Maggie’s reminded of the proffering of the goblet and the murmured, ‘This is My blood’ back in that Christian phase of hers, when she was wrestling pain. A pang goes through her.
She writes, ‘Poor Juanita Jones – what a waste!’
Fiona says, ‘So young. Pretty, too.’
Maggie writes fiercely, ‘What’s that got to do with it?’ and Fiona looks chastened, and Viv says, ‘Society wastes most women,’ and Maggie sips her coffee, silted with bitter grounds.
A man in brick-red chinos approaches, around their age, a camera slung from his shoulder. ‘Hello. Any chance…?’ Against the wind he’s hard to hear; Maggie cranks her aids up, and she and Fiona bend towards him. ‘Any chance you’d talk to the local freebie?’ He plants one foot on a lower step.
By now, Maggie and her friends have seen off a fair few reporters, male and female – all younger, of course.
Most called them ‘Ladies’.
Maggie has a noiseless, appraising voice for strangers, and it’s still muttering, ‘Coy underslip of a word.’
One called them ‘Girls’, but Maggie’s critical voice was fussy: ‘Coarse and lazy. They all meant crones.’
This man hasn’t called them anything. Maggie’s silent assessor takes him in, shuffling and prioritising considerations of age, sex, appearance and lastly manner.
‘Probably more than my seventy,’ it says. ‘Passable posture. Air of shy interest. Rare and subtle flavour to a woman.’
Maggie looks to Viv and Fiona.
Their plotters’ smiles encourage her to strip off a glove and tell him in writing, ‘Why not?’
He records the others’ names on his phone, then intricate answers about whether they’re feminists. Maggie hears his name as Robert, and just before mild eyes meet hers through his designer specs, with a shock she knows that thick white beard and hair, the crackle glaze of capillaries on his face. Next Tuesday they have a date.
The glasses she wears today confess the fib of the picture she posted without them. She’s effectively in disguise, since her abundant hair – amusingly similar to his – is piled from sight within her hat. She swallows with a dry mouth.
When it’s her turn for his questions, she has to concentrate on her fingers as she riffles for the laryngitis page in her book.
Robert reads it.
‘Silent but deadly?’ he says.
He seems uncertain of his joke. Maggie achieves a trembling grin.
She pens her name, awaiting some glint of recognition, but he just says, ‘“Chine”! Means backbone, doesn’t it?’ Then, ‘I think I knew your husband! Now he was a comic genius.’
His Tony mention sends a thrill of something through her.
The wind whisks a glove from under Maggie’s fingertips, off her lap. It skitters down the steps, and she and Robert stumble after it. They scuffle, Robert betraying a bandy-gaited limp of his own as he tries to intercept it. He smells of Imperial Leather – and maybe something hempen? The glove tries to flit away, but his hand manages to catch it inside his calf.
He unbends, and so does she. When the younger journalists regarded her, Viv and Fiona, she was one of three pickles in a jar: holding firm because of the others with her, yet feeling separate in quality from the fresher produce of the protesters. But Robert’s staring at Maggie without any such separation.

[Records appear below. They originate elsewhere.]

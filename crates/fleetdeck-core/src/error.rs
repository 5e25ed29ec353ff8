//! Error types for fleetdeck operations.
//!
//! [`FleetError`] covers failures that are not remote-call failures:
//! configuration and local I/O. Remote call
//! failures live in `fleetdeck-api` and are classified, not propagated.

use std::path::PathBuf;
use thiserror::Error;

/// Result type alias using [`FleetError`].
pub type Result<T> = std::result::Result<T, FleetError>;

/// Error type for local fleetdeck operations.
#[derive(Debug, Error)]
pub enum FleetError {
    // =========================================================================
    // Configuration Errors
    // =========================================================================
    /// Configuration file is invalid YAML
    #[error("Invalid configuration at {path}: {message}")]
    ConfigInvalid { path: PathBuf, message: String },

    /// Configuration validation failed
    #[error("Configuration validation failed: {message}")]
    ConfigValidation { message: String },

    /// A tenant was requested that the configuration does not define
    #[error("Unknown tenant: {tenant}")]
    UnknownTenant { tenant: String },

    // =========================================================================
    // I/O Errors
    // =========================================================================
    /// Generic I/O error with context
    #[error("I/O error {operation}: {path}")]
    Io {
        operation: String,
        path: PathBuf,
        #[source]
        source: std::io::Error,
    },

    /// Directory creation failed
    #[error("Failed to create directory: {path}")]
    DirectoryCreation {
        path: PathBuf,
        #[source]
        source: std::io::Error,
    },

    /// Home directory could not be determined
    #[error("Could not determine home directory")]
    NoHomeDirectory,
}

impl FleetError {
    /// Create an I/O error
    pub fn io(operation: impl Into<String>, path: impl Into<PathBuf>, source: std::io::Error) -> Self {
        Self::Io {
            operation: operation.into(),
            path: path.into(),
            source,
        }
    }

    /// Create an invalid configuration error from a YAML parse failure.
    pub fn config_invalid(path: impl Into<PathBuf>, source: &serde_yaml::Error) -> Self {
        let message = match source.location() {
            Some(loc) => format!("{} (line {}, column {})", source, loc.line(), loc.column()),
            None => source.to_string(),
        };
        Self::ConfigInvalid {
            path: path.into(),
            message,
        }
    }

    /// Create a configuration validation error
    pub fn validation(message: impl Into<String>) -> Self {
        Self::ConfigValidation {
            message: message.into(),
        }
    }

    /// Returns actionable guidance for the user
    pub fn guidance(&self) -> Option<&'static str> {
        match self {
            Self::ConfigInvalid { .. } => Some("Check YAML syntax in ~/.fleetdeck/config.yaml"),
            Self::UnknownTenant { .. } => {
                Some("Add the tenant under 'tenants:' in ~/.fleetdeck/config.yaml or pass --tenant")
            }
            Self::NoHomeDirectory => Some("Set HOME or pass --config and --log-dir explicitly"),
            _ => None,
        }
    }
}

Her critic tells her, ‘Eyes nailed like jet in their sockets, the caving cheeks. What must he see? A husk.’
The image of shapely grace that Maggie’s nurtured for herself shrinks away until, as in her schooldays, she’s no longer Chine but Line: a stick with spidery fingers, padded out very unconvincingly with clothes.

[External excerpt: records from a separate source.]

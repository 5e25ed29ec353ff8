//! Panic containment.
//!
//! Input handlers, background tasks and scene building run inside a
//! containment scope. A panic there becomes an error message for the storm
//! and render guards instead of ending the session. The process panic hook
//! checks [`is_contained`] so it does not tear down the terminal for a panic
//! that is about to be caught.

use std::any::Any;
use std::cell::Cell;
use std::future::Future;
use std::panic::{self, AssertUnwindSafe};

use futures_util::FutureExt;
use futures_util::future::poll_fn;

thread_local! {
    static DEPTH: Cell<u32> = const { Cell::new(0) };
}

struct Scope;

impl Scope {
    fn enter() -> Self {
        DEPTH.with(|depth| depth.set(depth.get() + 1));
        Scope
    }
}

impl Drop for Scope {
    fn drop(&mut self) {
        DEPTH.with(|depth| depth.set(depth.get().saturating_sub(1)));
    }
}

/// Whether a panic on this thread will be caught by a containment scope.
pub fn is_contained() -> bool {
    DEPTH.with(|depth| depth.get() > 0)
}

/// Text of a panic payload.
pub fn panic_message(payload: &(dyn Any + Send)) -> String {
    payload
        .downcast_ref::<&str>()
        .map(|s| s.to_string())
        .or_else(|| payload.downcast_ref::<String>().cloned())
        .unwrap_or_else(|| "unknown panic".to_string())
}

/// Run `f`, turning a panic into its message.
pub fn contain<R>(f: impl FnOnce() -> R) -> Result<R, String> {
    let _scope = Scope::enter();
    panic::catch_unwind(AssertUnwindSafe(f)).map_err(|payload| panic_message(payload.as_ref()))
}

/// Poll `future` to completion, turning a panic into its message. The scope
/// is entered around every poll, since tasks may move between threads.
pub async fn contain_future<F: Future>(future: F) -> Result<F::Output, String> {
    let mut caught = Box::pin(AssertUnwindSafe(future).catch_unwind());
    poll_fn(move |cx| {
        let _scope = Scope::enter();
        caught.as_mut().poll(cx)
    })
    .await
    .map_err(|payload| panic_message(payload.as_ref()))
}

#[cfg(test)]
mod tests {
    use super::*;

    fn explode(message: &str) {
        panic!("{message}")
    }

    #[test]
    fn test_contain_returns_value() {
        assert_eq!(contain(|| 7), Ok(7));
        assert!(!is_contained());
    }

    #[test]
    fn test_contain_catches_panic() {
        assert_eq!(contain(|| explode("scene exploded")), Err("scene exploded".to_string()));
        assert!(!is_contained());
    }

    #[test]
    fn test_scope_visible_inside() {
        assert_eq!(contain(is_contained), Ok(true));
    }

    #[test]
    fn test_static_str_payload() {
        let result = contain(|| -> u32 { panic!("static message") });
        assert_eq!(result, Err("static message".to_string()));
    }

    #[tokio::test]
    async fn test_contain_future_catches_panic() {
        let result = contain_future(async {
            tokio::task::yield_now().await;
            explode("task blew up")
        })
        .await;
        assert_eq!(result, Err("task blew up".to_string()));
        assert_eq!(contain_future(async { 3 }).await, Ok(3));
        assert!(!is_contained());
    }
}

‘I thought it was you!’ Robert confides. ‘I didn’t want to say – you know, in front of your friends.’
Maggie sees him then, too. The cold purples his fists; flesh droops from the outer corners of his eyes. How old he is – like her! For them to see each other this way is a delicious nakedness.
It’s also a minor double death for a moment.
Then somehow Maggie’s cracking parts, her skeletal chasms, even her deceptions, dim in her awareness, as do her first impressions of Robert. And voilà! She’s girded for the concession that he may have certain… flaws; she and he resurrect themselves in her imagination, potential lovers again.
Now, as they fumble over her glove, she can foresee his thumb and hers – knobbled with the arthritis – interlocking if they hold hands. And, picturing the calf that stopped the glove, she can already feel her undressed fingers swooping over him, up the hairs of the lower leg, stroking the pale, lean sag of his inner thigh.
*
After taking a nap, Maggie finds her mother at the kitchen table.
Winifred raises her oxygen mask. Maggie feels its plastic indents as if on her own face, and registers the apple martini fragrance of Lovely, Win’s latest perfume.
‘So?’ Win breathes. ‘Tell me everything that happened.’
Maggie lifts her hand from Win’s soft hand and writes in bold, extra-large capitals. ‘IN THE MORNING. YOU KNOW ME. I LIKE TO LET THE DAY LIE.’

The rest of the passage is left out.